The war on terrorism will be won with information, not military might, said Gurule at the Executive Technology Forum, recently held in New York City. "Ultimately, we will win, but only if we work closely and cooperatively to build a partnership of unprecedented dimensions."
However, with the expanded universe of financial institutions, the Treasury could soon find itself drowning in information. Its financial crimes enforcement unit, FinCEN, already receives an average of 12 million currency reports per year, many of them superfluous. "Unfortunately, upwards of 40 percent of the transactions that are received by FinCEN have little or no value to law enforcement," said Gurule. "It's frustrating for both of us."
Financial institutions tend to file suspicious activity reports on ordinary business activities, even when they involve well-known, blue-chip companies. "Those types of businesses or transactions are exempt, and there are statutory exemptions from disclosing those," said Gurule. "But nonetheless, we receive them."
Instead of raw information, what the Treasury really needs is intelligence and insight. "We need to think creatively, in an effort to identify the very devious, complex schemes that are used by terrorist organizations and terrorist sympathizers to raise money domestically and internationally," said Gurule.
Terrorists also recognize the importance of the banking community to the war effort. "The financial industry is very much a target, including the payment and settlement systems," said Catherine Allen, CEO of BITS. "We do believe there will be another event. It's likely to be a combination cyberattack and physical attack, and we do believe that we're the targets."
BITS has come up with the financial services industry equivalent of the Worst-Case Scenario Survival Handbook, a best-seller describing how to cope with comparatively mundane scenarios such as fending off sharks and escaping from killer bees.

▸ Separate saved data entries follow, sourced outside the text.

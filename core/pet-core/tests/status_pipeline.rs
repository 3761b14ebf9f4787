//! End-to-end status pipeline: sources and hook writes in, resolved status,
//! side messages and progression out.

use chrono::{DateTime, Duration, TimeZone, Utc};
use pet_core::observers::{FeedSource, PomodoroAction, PomodoroSource};
use pet_core::{
    ActivityLabel, Message, MessageEvent, MessageQueue, MessageQueueConfig, Observation,
    PriorityRank, ProgressionConfig, ProgressionEngine, ProgressionStore, ResolverConfig,
    RevertPolicy, SourceId, StatusEngine, StatusResolver,
};

fn t0() -> DateTime<Utc> {
    Utc.with_ymd_and_hms(2026, 3, 1, 12, 0, 0).unwrap()
}

fn at(secs: i64) -> DateTime<Utc> {
    t0() + Duration::seconds(secs)
}

fn engine_with_feeds(feeds: Vec<(PriorityRank, FeedSource)>) -> StatusEngine {
    let mut resolver = StatusResolver::new(ResolverConfig::default(), t0());
    for (rank, feed) in feeds {
        resolver.register(rank, Box::new(feed));
    }
    StatusEngine::new(resolver, RevertPolicy::default())
}

#[test]
fn hook_success_reverts_quickly_then_sources_take_over_after_dominance() {
    let music = FeedSource::new("music", Duration::hours(1));
    let music_feed = music.handle();
    let mut engine = engine_with_feeds(vec![(PriorityRank::MUSIC, music)]);
    music_feed.push(Observation::label("idle-dancing"), t0());

    engine.resolver.hook_sender().write("success", t0());
    assert_eq!(engine.tick(at(0)).status.label.as_str(), "success");
    assert_eq!(engine.tick(at(5)).status.label.as_str(), "success");

    let reverted = engine.tick(at(6));
    assert!(reverted.changed);
    assert!(reverted.status.label.is_baseline());

    for secs in [30, 90, 119] {
        let outcome = engine.tick(at(secs));
        assert!(outcome.hook_active);
        assert!(outcome.status.label.is_baseline());
    }

    let after = engine.tick(at(120));
    assert_eq!(after.status.label.as_str(), "idle-dancing");
    assert_eq!(after.status.source, SourceId::source("music"));
}

#[test]
fn held_work_survives_then_reverts_once_released() {
    let chat = FeedSource::new("chat", Duration::hours(1));
    let chat_feed = chat.handle();
    let mut engine = engine_with_feeds(vec![(PriorityRank::CHAT, chat)]);
    chat_feed.push(Observation::label("reading"), t0());

    for secs in [0, 60, 121, 200] {
        assert_eq!(engine.tick(at(secs)).status.label.as_str(), "reading");
    }

    chat_feed.clear();
    let released = engine.tick(at(201));
    assert!(released.changed);
    assert!(released.status.label.is_baseline());
    assert_eq!(released.status.source, SourceId::Baseline);
}

#[test]
fn source_messages_flow_into_the_queue_once() {
    let notifications = FeedSource::new("notifications", Duration::seconds(30));
    let feed = notifications.handle();
    let mut engine = engine_with_feeds(vec![(PriorityRank::NOTIFICATIONS, notifications)]);
    let mut queue = MessageQueue::new(MessageQueueConfig::default());
    feed.push(
        Observation::label("reading").with_message("Build finished on CI"),
        t0(),
    );

    let mut shown = Vec::new();
    for secs in 0..5 {
        let outcome = engine.tick(at(secs));
        if let Some(message) = outcome.message {
            queue.enqueue(message);
        }
        for event in queue.tick(at(secs)) {
            if let MessageEvent::Shown(displayed) = event {
                shown.push(displayed.message);
            }
        }
    }

    assert_eq!(
        shown,
        vec![Message::new("Build finished on CI", "NOTIFICATIONS")]
    );
}

#[test]
fn user_messages_survive_a_running_pomodoro() {
    let pomodoro = PomodoroSource::new(25, 5);
    pomodoro.handle().apply(PomodoroAction::StartWork, t0());
    let mut resolver = StatusResolver::new(ResolverConfig::default(), t0());
    resolver.register(PriorityRank::POMODORO, Box::new(pomodoro));
    let mut engine = StatusEngine::new(resolver, RevertPolicy::default());
    let mut queue = MessageQueue::new(MessageQueueConfig::default());
    let user = queue.sender();

    let mut sent = Vec::new();
    let mut shown = Vec::new();
    let mut dropped = Vec::new();
    for secs in 0..240 {
        if let Some(message) = engine.tick(at(secs)).message {
            queue.enqueue(message);
        }
        if secs < 120 && secs % 10 == 0 {
            let text = format!("note {secs}");
            user.send(Message::new(text.clone(), "USER"));
            sent.push(text);
        }
        for event in queue.tick(at(secs)) {
            match event {
                MessageEvent::Shown(displayed) => shown.push(displayed.message),
                MessageEvent::Dropped(message) => dropped.push(message),
                MessageEvent::Expired(_) => {}
            }
        }
    }

    assert!(dropped.is_empty(), "dropped: {dropped:?}");
    let shown_user: Vec<String> = shown
        .iter()
        .filter(|message| message.source == "USER")
        .map(|message| message.text.clone())
        .collect();
    assert_eq!(shown_user, sent);
    assert!(shown
        .iter()
        .any(|message| message.source == "POMODORO" && message.text == "Work: 24:00"));
}

#[test]
fn progression_credits_what_the_status_engine_resolves() {
    let chat = FeedSource::new("chat", Duration::hours(1));
    let chat_feed = chat.handle();
    let mut engine = engine_with_feeds(vec![(PriorityRank::CHAT, chat)]);
    let mut progression = ProgressionEngine::load(
        ProgressionConfig::default(),
        ProgressionStore::new_in_memory(),
        t0(),
    );
    chat_feed.push(Observation::label("reading"), t0());

    for secs in 0..60 {
        let status = engine.tick(at(secs)).status;
        progression.on_tick(&status.label);
    }
    progression.on_tick(&ActivityLabel::baseline());

    let snapshot = progression.snapshot();
    assert_eq!(snapshot.total_xp, 120);
    assert_eq!(snapshot.total_active_ms, 60_000);
    let research = snapshot
        .skills
        .iter()
        .find(|skill| skill.name == "research")
        .unwrap();
    assert_eq!((research.level, research.xp), (2, 0));
}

The worst-case scenarios for the banking industry include a physical attack on multiple institutions in a geographic area; a concentrated cyberattack (e.g., denial-of-service); an attack on financial utilities or clearinghouses; an attack on non-financial utilities such as the telecom or energy grid with ripple effects on financial institutions; a combination of a cyber- and physical attack; and an attack on a "dominant company" impacting a wide swath of the economy.

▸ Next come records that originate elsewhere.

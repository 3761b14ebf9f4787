//! Runtime configuration.
//!
//! Loaded from `~/.claude-pet/config.toml`. Every field has a default, so a
//! missing file, a missing section or a missing key all fall back silently.
//! A file that fails to parse is reported to the caller, which logs it and
//! runs on defaults.
//!
//! ```toml
//! [resolver]
//! tick_ms = 1000
//! dominance_secs = 120
//!
//! [revert]
//! quick_secs = 5
//! slow_secs = 120
//!
//! [observers.git]
//! enabled = true
//! repo_path = "/home/me/src/project"
//! ```

use chrono::Duration;
use serde::Deserialize;
use std::collections::BTreeMap;
use std::path::{Path, PathBuf};
use tracing::warn;

use crate::error::{PetError, Result};
use crate::messages::{MessageQueueConfig, DEFAULT_CAPACITY, DEFAULT_SETTLE_MS};
use crate::progression::{ProgressionConfig, DEFAULT_FLUSH_SECS, DEFAULT_PROGRESSION_TICK_MS};
use crate::status::{
    ResolverConfig, RevertPolicy, DEFAULT_DOMINANCE_SECS, DEFAULT_QUICK_REVERT_SECS,
    DEFAULT_SLOW_REVERT_SECS,
};

pub const DEFAULT_STATUS_TICK_MS: u64 = 1_000;
pub const DEFAULT_MESSAGE_TICK_MS: u64 = 200;

#[derive(Debug, Clone, Deserialize, Default)]
pub struct PetConfig {
    #[serde(default)]
    pub resolver: ResolverSection,
    #[serde(default)]
    pub revert: RevertSection,
    #[serde(default)]
    pub messages: MessagesSection,
    #[serde(default)]
    pub progression: ProgressionSection,
    #[serde(default)]
    pub observers: ObserversConfig,
}

impl PetConfig {
    pub fn resolver_config(&self) -> ResolverConfig {
        ResolverConfig {
            dominance: seconds_or_default(
                "resolver.dominance_secs",
                self.resolver.dominance_secs,
                DEFAULT_DOMINANCE_SECS,
            ),
        }
    }

    pub fn revert_policy(&self) -> RevertPolicy {
        RevertPolicy {
            quick: seconds_or_default(
                "revert.quick_secs",
                self.revert.quick_secs,
                DEFAULT_QUICK_REVERT_SECS,
            ),
            slow: seconds_or_default(
                "revert.slow_secs",
                self.revert.slow_secs,
                DEFAULT_SLOW_REVERT_SECS,
            ),
        }
    }

    pub fn message_queue_config(&self) -> MessageQueueConfig {
        MessageQueueConfig {
            capacity: self.messages.capacity,
            settle: millis_or_default(
                "messages.settle_ms",
                self.messages.settle_ms,
                DEFAULT_SETTLE_MS,
            ),
        }
    }

    pub fn progression_config(&self) -> ProgressionConfig {
        ProgressionConfig {
            tick: millis_or_default(
                "progression.tick_ms",
                self.progression.tick_ms,
                DEFAULT_PROGRESSION_TICK_MS,
            ),
            flush_interval: seconds_or_default(
                "progression.flush_secs",
                self.progression.flush_secs,
                DEFAULT_FLUSH_SECS,
            ),
        }
    }

    pub fn status_tick(&self) -> std::time::Duration {
        std::time::Duration::from_millis(self.resolver.tick_ms.max(1))
    }

    pub fn message_tick(&self) -> std::time::Duration {
        std::time::Duration::from_millis(self.messages.tick_ms.max(1))
    }

    pub fn progression_tick(&self) -> std::time::Duration {
        std::time::Duration::from_millis(self.progression.tick_ms.max(1))
    }
}

#[derive(Debug, Clone, Deserialize)]
pub struct ResolverSection {
    #[serde(default = "default_status_tick_ms")]
    pub tick_ms: u64,
    #[serde(default = "default_dominance_secs")]
    pub dominance_secs: u64,
}

impl Default for ResolverSection {
    fn default() -> Self {
        Self {
            tick_ms: default_status_tick_ms(),
            dominance_secs: default_dominance_secs(),
        }
    }
}

#[derive(Debug, Clone, Deserialize)]
pub struct RevertSection {
    #[serde(default = "default_quick_secs")]
    pub quick_secs: u64,
    #[serde(default = "default_slow_secs")]
    pub slow_secs: u64,
}

impl Default for RevertSection {
    fn default() -> Self {
        Self {
            quick_secs: default_quick_secs(),
            slow_secs: default_slow_secs(),
        }
    }
}

#[derive(Debug, Clone, Deserialize)]
pub struct MessagesSection {
    #[serde(default = "default_capacity")]
    pub capacity: usize,
    #[serde(default = "default_settle_ms")]
    pub settle_ms: u64,
    #[serde(default = "default_message_tick_ms")]
    pub tick_ms: u64,
}

impl Default for MessagesSection {
    fn default() -> Self {
        Self {
            capacity: default_capacity(),
            settle_ms: default_settle_ms(),
            tick_ms: default_message_tick_ms(),
        }
    }
}

#[derive(Debug, Clone, Deserialize)]
pub struct ProgressionSection {
    #[serde(default = "default_progression_tick_ms")]
    pub tick_ms: u64,
    #[serde(default = "default_flush_secs")]
    pub flush_secs: u64,
}

impl Default for ProgressionSection {
    fn default() -> Self {
        Self {
            tick_ms: default_progression_tick_ms(),
            flush_secs: default_flush_secs(),
        }
    }
}

// ─────────────────────────────────────────────────────────────────────────────
// Observers
// ─────────────────────────────────────────────────────────────────────────────

#[derive(Debug, Clone, Deserialize, Default)]
pub struct ObserversConfig {
    #[serde(default)]
    pub idle: IdleConfig,
    #[serde(default)]
    pub system: SystemConfig,
    #[serde(default)]
    pub window: WindowConfig,
    #[serde(default)]
    pub git: GitConfig,
    #[serde(default)]
    pub build: BuildConfig,
    #[serde(default)]
    pub pomodoro: PomodoroConfig,
    #[serde(default)]
    pub chat: FeedConfig,
    #[serde(default)]
    pub music: FeedConfig,
    #[serde(default)]
    pub weather: FeedConfig,
    #[serde(default)]
    pub notifications: FeedConfig,
}

#[derive(Debug, Clone, Deserialize)]
pub struct IdleConfig {
    #[serde(default = "enabled")]
    pub enabled: bool,
    #[serde(default = "default_idle_threshold_secs")]
    pub threshold_secs: u64,
    #[serde(default)]
    pub rank: Option<u8>,
}

impl Default for IdleConfig {
    fn default() -> Self {
        Self {
            enabled: true,
            threshold_secs: default_idle_threshold_secs(),
            rank: None,
        }
    }
}

#[derive(Debug, Clone, Deserialize)]
pub struct SystemConfig {
    #[serde(default = "enabled")]
    pub enabled: bool,
    #[serde(default = "default_cpu_high_threshold")]
    pub cpu_high_threshold: f32,
    #[serde(default)]
    pub rank: Option<u8>,
}

impl Default for SystemConfig {
    fn default() -> Self {
        Self {
            enabled: true,
            cpu_high_threshold: default_cpu_high_threshold(),
            rank: None,
        }
    }
}

#[derive(Debug, Clone, Deserialize)]
pub struct WindowConfig {
    #[serde(default = "enabled")]
    pub enabled: bool,
    /// Foreground process name → activity label.
    #[serde(default = "default_process_map")]
    pub process_map: BTreeMap<String, String>,
    #[serde(default)]
    pub rank: Option<u8>,
}

impl Default for WindowConfig {
    fn default() -> Self {
        Self {
            enabled: true,
            process_map: default_process_map(),
            rank: None,
        }
    }
}

#[derive(Debug, Clone, Deserialize, Default)]
pub struct GitConfig {
    #[serde(default)]
    pub enabled: bool,
    #[serde(default)]
    pub repo_path: Option<PathBuf>,
    #[serde(default)]
    pub rank: Option<u8>,
}

#[derive(Debug, Clone, Deserialize, Default)]
pub struct BuildConfig {
    #[serde(default)]
    pub enabled: bool,
    #[serde(default)]
    pub watch_path: Option<PathBuf>,
    #[serde(default)]
    pub rank: Option<u8>,
}

#[derive(Debug, Clone, Deserialize)]
pub struct PomodoroConfig {
    #[serde(default)]
    pub enabled: bool,
    #[serde(default = "default_work_minutes")]
    pub work_minutes: u32,
    #[serde(default = "default_break_minutes")]
    pub break_minutes: u32,
    #[serde(default)]
    pub rank: Option<u8>,
}

impl Default for PomodoroConfig {
    fn default() -> Self {
        Self {
            enabled: false,
            work_minutes: default_work_minutes(),
            break_minutes: default_break_minutes(),
            rank: None,
        }
    }
}

/// Push-fed sources (chat, music, weather, notifications).
#[derive(Debug, Clone, Deserialize)]
pub struct FeedConfig {
    #[serde(default)]
    pub enabled: bool,
    /// How long a pushed observation holds before it lapses.
    #[serde(default = "default_feed_ttl_secs")]
    pub ttl_secs: u64,
    #[serde(default)]
    pub rank: Option<u8>,
}

impl Default for FeedConfig {
    fn default() -> Self {
        Self {
            enabled: false,
            ttl_secs: default_feed_ttl_secs(),
            rank: None,
        }
    }
}

// ─────────────────────────────────────────────────────────────────────────────
// Defaults
// ─────────────────────────────────────────────────────────────────────────────

fn enabled() -> bool {
    true
}

fn default_status_tick_ms() -> u64 {
    DEFAULT_STATUS_TICK_MS
}

fn default_dominance_secs() -> u64 {
    DEFAULT_DOMINANCE_SECS as u64
}

fn default_quick_secs() -> u64 {
    DEFAULT_QUICK_REVERT_SECS as u64
}

fn default_slow_secs() -> u64 {
    DEFAULT_SLOW_REVERT_SECS as u64
}

fn default_capacity() -> usize {
    DEFAULT_CAPACITY
}

fn default_settle_ms() -> u64 {
    DEFAULT_SETTLE_MS as u64
}

fn default_message_tick_ms() -> u64 {
    DEFAULT_MESSAGE_TICK_MS
}

fn default_progression_tick_ms() -> u64 {
    DEFAULT_PROGRESSION_TICK_MS as u64
}

fn default_flush_secs() -> u64 {
    DEFAULT_FLUSH_SECS as u64
}

fn default_idle_threshold_secs() -> u64 {
    60
}

fn default_cpu_high_threshold() -> f32 {
    80.0
}

fn default_work_minutes() -> u32 {
    25
}

fn default_break_minutes() -> u32 {
    5
}

fn default_feed_ttl_secs() -> u64 {
    30
}

fn default_process_map() -> BTreeMap<String, String> {
    [
        ("code", "coding"),
        ("codium", "coding"),
        ("nvim", "coding"),
        ("gnome-terminal-", "coding"),
        ("alacritty", "coding"),
        ("kitty", "coding"),
        ("wezterm-gui", "coding"),
        ("firefox", "searching"),
        ("chrome", "searching"),
        ("chromium", "searching"),
        ("msedge", "searching"),
        ("spotify", "idle-dancing"),
        ("slack", "reading"),
        ("discord", "reading"),
        ("obsidian", "reading"),
        ("whatsapp", "idle"),
    ]
    .into_iter()
    .map(|(process, label)| (process.to_string(), label.to_string()))
    .collect()
}

/// Values chrono can't represent fall back to the default.
fn seconds_or_default(key: &str, value: u64, default: i64) -> Duration {
    i64::try_from(value)
        .ok()
        .and_then(Duration::try_seconds)
        .unwrap_or_else(|| {
            warn!(key, value, default, "Config duration out of range; using default");
            Duration::seconds(default)
        })
}

fn millis_or_default(key: &str, value: u64, default: i64) -> Duration {
    i64::try_from(value)
        .ok()
        .and_then(Duration::try_milliseconds)
        .unwrap_or_else(|| {
            warn!(key, value, default, "Config duration out of range; using default");
            Duration::milliseconds(default)
        })
}

/// Reads the config file. A missing file yields defaults; unreadable or
/// malformed content is an error for the caller to log.
pub fn load_config(path: &Path) -> Result<PetConfig> {
    if !path.exists() {
        return Ok(PetConfig::default());
    }

    let content = fs_err::read_to_string(path).map_err(|source| PetError::Io {
        context: format!("reading config {}", path.display()),
        source,
    })?;
    toml::from_str::<PetConfig>(&content).map_err(|err| PetError::ConfigMalformed {
        path: path.to_path_buf(),
        details: err.to_string(),
    })
}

Should a worst-case scenario occur, companies must plan for a rapid recovery. "If you don't get out of a crisis in the first 10 days, you have a lot of problems coming back," said Joseph LaFleur, senior vice president of the crisis management consulting practice at Marsh, Inc., New York.
Aside from direct attacks, banks also have to defend against more subtle forms of intrusion. "Hacking activity can often be focused on getting names, addresses, telephone numbers and Social Security numbers," said Greg Schaffer, director of the cybercrime prevention and response practice at PricewaterhouseCoopers in New York.

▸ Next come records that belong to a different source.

//! Concrete observation sources.
//!
//! | Source        | Kind          | Default rank |
//! |---------------|---------------|--------------|
//! | pomodoro      | clock-driven  | 1            |
//! | git           | polled        | 2            |
//! | build         | polled        | 3            |
//! | window        | polled        | 4            |
//! | chat          | push feed     | 4            |
//! | system        | polled        | 5            |
//! | notifications | push feed     | 5            |
//! | music         | push feed     | 6            |
//! | idle          | polled        | 6            |
//! | weather       | push feed     | 7            |

pub mod build;
pub mod feed;
pub mod git;
pub mod idle;
pub mod polled;
pub mod pomodoro;
pub mod registry;
pub mod system;
pub mod window;

pub use feed::{FeedHandle, FeedSource};
pub use polled::{ObservationCache, PolledSource, Probe};
pub use pomodoro::{PomodoroAction, PomodoroHandle, PomodoroPhase, PomodoroSource, PomodoroStatus};
pub use registry::{build_sources, SourceHandles, SourceSet};
pub use system::{SystemLoad, SystemLoadHandle};

use std::path::Path;
use std::process::Command;

use crate::error::SourceError;

/// Runs a helper command and returns its stdout. A missing binary or a
/// non-zero exit is a [`SourceError`].
pub(crate) fn run_command(
    program: &str,
    args: &[&str],
    cwd: Option<&Path>,
) -> Result<String, SourceError> {
    let mut command = Command::new(program);
    command.args(args);
    if let Some(dir) = cwd {
        command.current_dir(dir);
    }
    let output = command.output().map_err(|err| SourceError::CommandFailed {
        command: program.to_string(),
        details: err.to_string(),
    })?;
    if !output.status.success() {
        return Err(SourceError::CommandFailed {
            command: format!("{} {}", program, args.join(" ")),
            details: String::from_utf8_lossy(&output.stderr).trim().to_string(),
        });
    }
    Ok(String::from_utf8_lossy(&output.stdout).into_owned())
}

Theft of personal information constitutes one of several ways to establish false credentials. "False identification is the essence of financial crime," said Brendan Hewson, senior vice president of international corporate security for Bank of America, and a former Scotland Yard investigator. "In all money laundering, there is a fraud somewhere."
Banks already incur heavy financial losses as a result of stolen identities. Twenty-nine percent, or $640 million, of the $2.2 billion in check fraud-related losses reported by ABA-member banks in 1999 were due to identity theft. Now, with the added threat of terrorist funding, even more stringent tests are needed to identify and authenticate individuals using the financial system.